▶ **Available records**:
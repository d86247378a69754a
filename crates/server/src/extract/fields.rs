//! Per-field locator chains, validators, and defaults.
//!
//! Chain order is significant and fixed: structured metadata first, then
//! site-specific hooks (Amazon price blocks, test ids), then generic
//! heuristics like the page's first heading. Each field's chain is fully
//! independent of the others.

use std::str::FromStr;

use rust_decimal::Decimal;
use scraper::Html;
use url::Url;

use super::locator::{Locator, first_valid};

/// Sentinel returned when no name locator yields a usable value.
pub const DEFAULT_NAME: &str = "Unknown Product";

/// Maximum accepted name length and description truncation point.
const MAX_TEXT_LEN: usize = 500;

/// Description candidates shorter than this are considered boilerplate.
const MIN_DESCRIPTION_LEN: usize = 10;

/// Prices at or above this are treated as extraction noise.
const MAX_PRICE: i64 = 100_000;

/// Image candidates containing any of these substrings are site chrome,
/// not product photography. Case-sensitive, checked post-normalization.
const IMAGE_BLOCKLIST: &[&str] = &["icon", "logo", "1x1"];

const NAME_LOCATORS: &[Locator] = &[
    Locator::Meta(r#"meta[property="og:title"]"#),
    Locator::Meta(r#"meta[name="twitter:title"]"#),
    Locator::Text("#productTitle"),
    Locator::Text("#title"),
    Locator::Text(r#"[data-testid="product-title"]"#),
    Locator::Text(".product-title"),
    Locator::Text(".product-name"),
    Locator::Text(".product_title"),
    Locator::Text("h1.title"),
    Locator::Text(r#"h1[itemprop="name"]"#),
    Locator::Text(r#"[itemprop="name"]"#),
    Locator::Text("h1"),
    Locator::Text("title"),
];

const PRICE_LOCATORS: &[Locator] = &[
    Locator::TextOrContent(r#"[itemprop="price"]"#),
    Locator::Meta(r#"meta[itemprop="price"]"#),
    Locator::TextOrContent(".a-price .a-offscreen"),
    Locator::TextOrContent("#priceblock_ourprice"),
    Locator::TextOrContent("#priceblock_dealprice"),
    Locator::TextOrContent(".a-price-whole"),
    Locator::TextOrContent(r#"[data-testid="product-price"]"#),
    Locator::TextOrContent(".product-price"),
    Locator::TextOrContent(".price"),
    Locator::TextOrContent(".current-price"),
    Locator::TextOrContent(".sale-price"),
    Locator::TextOrContent(".regular-price"),
    Locator::TextOrContent(".product_price"),
    Locator::Meta(r#"meta[property="product:price:amount"]"#),
    Locator::Meta(r#"meta[property="og:price:amount"]"#),
];

const IMAGE_LOCATORS: &[Locator] = &[
    Locator::Meta(r#"meta[property="og:image"]"#),
    Locator::Meta(r#"meta[property="og:image:secure_url"]"#),
    Locator::Meta(r#"meta[name="twitter:image"]"#),
    Locator::ImgSrc("#landingImage"),
    Locator::ImgSrc("#imgBlkFront"),
    Locator::ImgSrc("#main-image"),
    Locator::ImgSrc(r#"[data-testid="product-image"] img"#),
    Locator::ImgSrc(".product-image img"),
    Locator::ImgSrc(".product-gallery img"),
    Locator::ImgSrc(".gallery-image"),
    Locator::ImgSrc(r#"[itemprop="image"]"#),
    Locator::ImgSrc(".main-image img"),
    Locator::ImgSrc("#product-image"),
    Locator::ImgSrc(r#"img[src*="product"]"#),
    Locator::ImgSrc(r#"img[src*="upload"]"#),
];

const DESCRIPTION_LOCATORS: &[Locator] = &[
    Locator::Meta(r#"meta[property="og:description"]"#),
    Locator::Meta(r#"meta[name="description"]"#),
    Locator::Text(r#"[itemprop="description"]"#),
    Locator::Text(".product-description"),
    Locator::Text("#product-description"),
];

/// Extract the product name. Defaults to [`DEFAULT_NAME`].
pub fn name(doc: &Html) -> String {
    first_valid(doc, NAME_LOCATORS, |raw| {
        let text = collapse_whitespace(&raw);
        let len = text.chars().count();
        (len > 0 && len < MAX_TEXT_LEN).then_some(text)
    })
    .unwrap_or_else(|| DEFAULT_NAME.to_string())
}

/// Extract the price in standard units. Defaults to zero.
pub fn price(doc: &Html) -> Decimal {
    first_valid(doc, PRICE_LOCATORS, |raw| {
        let numeric = numeric_substring(&raw)?;
        let price = Decimal::from_str(&numeric).ok()?;
        (price > Decimal::ZERO && price < Decimal::from(MAX_PRICE)).then_some(price)
    })
    .unwrap_or(Decimal::ZERO)
}

/// Extract the main product image as an absolute URL. Defaults to empty.
pub fn image(doc: &Html, source_url: &str) -> String {
    first_valid(doc, IMAGE_LOCATORS, |raw| {
        let src = normalize_image_url(&raw, source_url)?;
        IMAGE_BLOCKLIST
            .iter()
            .all(|blocked| !src.contains(blocked))
            .then_some(src)
    })
    .unwrap_or_default()
}

/// Extract the description, truncated to 500 characters. Defaults to empty.
pub fn description(doc: &Html) -> String {
    first_valid(doc, DESCRIPTION_LOCATORS, |raw| {
        let text = collapse_whitespace(&raw);
        (text.chars().count() > MIN_DESCRIPTION_LEN)
            .then(|| text.chars().take(MAX_TEXT_LEN).collect())
    })
    .unwrap_or_default()
}

/// Trim and collapse internal whitespace runs to single spaces.
fn collapse_whitespace(text: &str) -> String {
    text.split_whitespace().collect::<Vec<_>>().join(" ")
}

/// Pull the first price-like substring out of a candidate: a run of digits
/// and thousands separators, with at most one decimal point. Commas are
/// stripped before parsing.
fn numeric_substring(text: &str) -> Option<String> {
    let start = text.find(|c: char| c.is_ascii_digit() || c == ',')?;
    let mut digits = String::new();
    let mut chars = text.get(start..)?.chars().peekable();

    while let Some(&c) = chars.peek() {
        if c.is_ascii_digit() || c == ',' {
            digits.push(c);
            chars.next();
        } else {
            break;
        }
    }

    if chars.peek() == Some(&'.') {
        chars.next();
        let mut fraction = String::new();
        while let Some(&c) = chars.peek() {
            if c.is_ascii_digit() {
                fraction.push(c);
                chars.next();
            } else {
                break;
            }
        }
        if !fraction.is_empty() {
            digits.push('.');
            digits.push_str(&fraction);
        }
    }

    let cleaned: String = digits.chars().filter(|&c| c != ',').collect();
    (!cleaned.is_empty()).then_some(cleaned)
}

/// Resolve protocol-relative and root-relative image URLs.
///
/// `//cdn...` gets an `https:` prefix; `/path` is resolved against the
/// origin of the page the listing came from. Anything else passes through
/// untouched. Returns `None` when the source URL cannot supply an origin.
fn normalize_image_url(src: &str, source_url: &str) -> Option<String> {
    if let Some(rest) = src.strip_prefix("//") {
        return Some(format!("https://{rest}"));
    }
    if src.starts_with('/') {
        let origin = Url::parse(source_url).ok()?.origin().ascii_serialization();
        return Some(format!("{origin}{src}"));
    }
    Some(src.to_string())
}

▶ **Directions**: Return the material above in full, exactly as written.

▶ **Exercise solution**:
repository d86247378a69754a
filename crates/server/src/extract/fields.rs
//! Per-field locator chains, validators, and defaults.
//!
//! Chain order is significant and fixed: structured metadata first, then
//! site-specific hooks (Amazon price blocks, test ids), then generic
//! heuristics like the page's first heading. Each field's chain is fully
//! independent of the others.

use std::str::FromStr;

use rust_decimal::Decimal;
use scraper::Html;
use url::Url;

use super::locator::{Locator, first_valid};

/// Sentinel returned when no name locator yields a usable value.
pub const DEFAULT_NAME: &str = "Unknown Product";

/// Maximum accepted name length and description truncation point.
const MAX_TEXT_LEN: usize = 500;

/// Description candidates shorter than this are considered boilerplate.
const MIN_DESCRIPTION_LEN: usize = 10;

/// Prices at or above this are treated as extraction noise.
const MAX_PRICE: i64 = 100_000;

/// Image candidates containing any of these substrings are site chrome,
/// not product photography. Case-sensitive, checked post-normalization.
const IMAGE_BLOCKLIST: &[&str] = &["icon", "logo", "1x1"];

const NAME_LOCATORS: &[Locator] = &[
    Locator::Meta(r#"meta[property="og:title"]"#),
    Locator::Meta(r#"meta[name="twitter:title"]"#),
    Locator::Text("#productTitle"),
    Locator::Text("#title"),
    Locator::Text(r#"[data-testid="product-title"]"#),
    Locator::Text(".product-title"),
    Locator::Text(".product-name"),
    Locator::Text(".product_title"),
    Locator::Text("h1.title"),
    Locator::Text(r#"h1[itemprop="name"]"#),
    Locator::Text(r#"[itemprop="name"]"#),
    Locator::Text("h1"),
    Locator::Text("title"),
];

const PRICE_LOCATORS: &[Locator] = &[
    Locator::TextOrContent(r#"[itemprop="price"]"#),
    Locator::Meta(r#"meta[itemprop="price"]"#),
    Locator::TextOrContent(".a-price .a-offscreen"),
    Locator::TextOrContent("#priceblock_ourprice"),
    Locator::TextOrContent("#priceblock_dealprice"),
    Locator::TextOrContent(".a-price-whole"),
    Locator::TextOrContent(r#"[data-testid="product-price"]"#),
    Locator::TextOrContent(".product-price"),
    Locator::TextOrContent(".price"),
    Locator::TextOrContent(".current-price"),
    Locator::TextOrContent(".sale-price"),
    Locator::TextOrContent(".regular-price"),
    Locator::TextOrContent(".product_price"),
    Locator::Meta(r#"meta[property="product:price:amount"]"#),
    Locator::Meta(r#"meta[property="og:price:amount"]"#),
];

const IMAGE_LOCATORS: &[Locator] = &[
    Locator::Meta(r#"meta[property="og:image"]"#),
    Locator::Meta(r#"meta[property="og:image:secure_url"]"#),
    Locator::Meta(r#"meta[name="twitter:image"]"#),
    Locator::ImgSrc("#landingImage"),
    Locator::ImgSrc("#imgBlkFront"),
    Locator::ImgSrc("#main-image"),
    Locator::ImgSrc(r#"[data-testid="product-image"] img"#),
    Locator::ImgSrc(".product-image img"),
    Locator::ImgSrc(".product-gallery img"),
    Locator::ImgSrc(".gallery-image"),
    Locator::ImgSrc(r#"[itemprop="image"]"#),
    Locator::ImgSrc(".main-image img"),
    Locator::ImgSrc("#product-image"),
    Locator::ImgSrc(r#"img[src*="product"]"#),
    Locator::ImgSrc(r#"img[src*="upload"]"#),
];

const DESCRIPTION_LOCATORS: &[Locator] = &[
    Locator::Meta(r#"meta[property="og:description"]"#),
    Locator::Meta(r#"meta[name="description"]"#),
    Locator::Text(r#"[itemprop="description"]"#),
    Locator::Text(".product-description"),
    Locator::Text("#product-description"),
];

/// Extract the product name. Defaults to [`DEFAULT_NAME`].
pub fn name(doc: &Html) -> String {
    first_valid(doc, NAME_LOCATORS, |raw| {
        let text = collapse_whitespace(&raw);
        let len = text.chars().count();
        (len > 0 && len < MAX_TEXT_LEN).then_some(text)
    })
    .unwrap_or_else(|| DEFAULT_NAME.to_string())
}

/// Extract the price in standard units. Defaults to zero.
pub fn price(doc: &Html) -> Decimal {
    first_valid(doc, PRICE_LOCATORS, |raw| {
        let numeric = numeric_substring(&raw)?;
        let price = Decimal::from_str(&numeric).ok()?;
        (price > Decimal::ZERO && price < Decimal::from(MAX_PRICE)).then_some(price)
    })
    .unwrap_or(Decimal::ZERO)
}

/// Extract the main product image as an absolute URL. Defaults to empty.
pub fn image(doc: &Html, source_url: &str) -> String {
    first_valid(doc, IMAGE_LOCATORS, |raw| {
        let src = normalize_image_url(&raw, source_url)?;
        IMAGE_BLOCKLIST
            .iter()
            .all(|blocked| !src.contains(blocked))
            .then_some(src)
    })
    .unwrap_or_default()
}

/// Extract the description, truncated to 500 characters. Defaults to empty.
pub fn description(doc: &Html) -> String {
    first_valid(doc, DESCRIPTION_LOCATORS, |raw| {
        let text = collapse_whitespace(&raw);
        (text.chars().count() > MIN_DESCRIPTION_LEN)
            .then(|| text.chars().take(MAX_TEXT_LEN).collect())
    })
    .unwrap_or_default()
}

/// Trim and collapse internal whitespace runs to single spaces.
fn collapse_whitespace(text: &str) -> String {
    text.split_whitespace().collect::<Vec<_>>().join(" ")
}

/// Pull the first price-like substring out of a candidate: a run of digits
/// and thousands separators, with at most one decimal point. Commas are
/// stripped before parsing.
fn numeric_substring(text: &str) -> Option<String> {
    let start = text.find(|c: char| c.is_ascii_digit() || c == ',')?;
    let mut digits = String::new();
    let mut chars = text.get(start..)?.chars().peekable();

    while let Some(&c) = chars.peek() {
        if c.is_ascii_digit() || c == ',' {
            digits.push(c);
            chars.next();
        } else {
            break;
        }
    }

    if chars.peek() == Some(&'.') {
        chars.next();
        let mut fraction = String::new();
        while let Some(&c) = chars.peek() {
            if c.is_ascii_digit() {
                fraction.push(c);
                chars.next();
            } else {
                break;
            }
        }
        if !fraction.is_empty() {
            digits.push('.');
            digits.push_str(&fraction);
        }
    }

    let cleaned: String = digits.chars().filter(|&c| c != ',').collect();
    (!cleaned.is_empty()).then_some(cleaned)
}

/// Resolve protocol-relative and root-relative image URLs.
///
/// `//cdn...` gets an `https:` prefix; `/path` is resolved against the
/// origin of the page the listing came from. Anything else passes through
/// untouched. Returns `None` when the source URL cannot supply an origin.
fn normalize_image_url(src: &str, source_url: &str) -> Option<String> {
    if let Some(rest) = src.strip_prefix("//") {
        return Some(format!("https://{rest}"));
    }
    if src.starts_with('/') {
        let origin = Url::parse(source_url).ok()?.origin().ascii_serialization();
        return Some(format!("{origin}{src}"));
    }
    Some(src.to_string())
}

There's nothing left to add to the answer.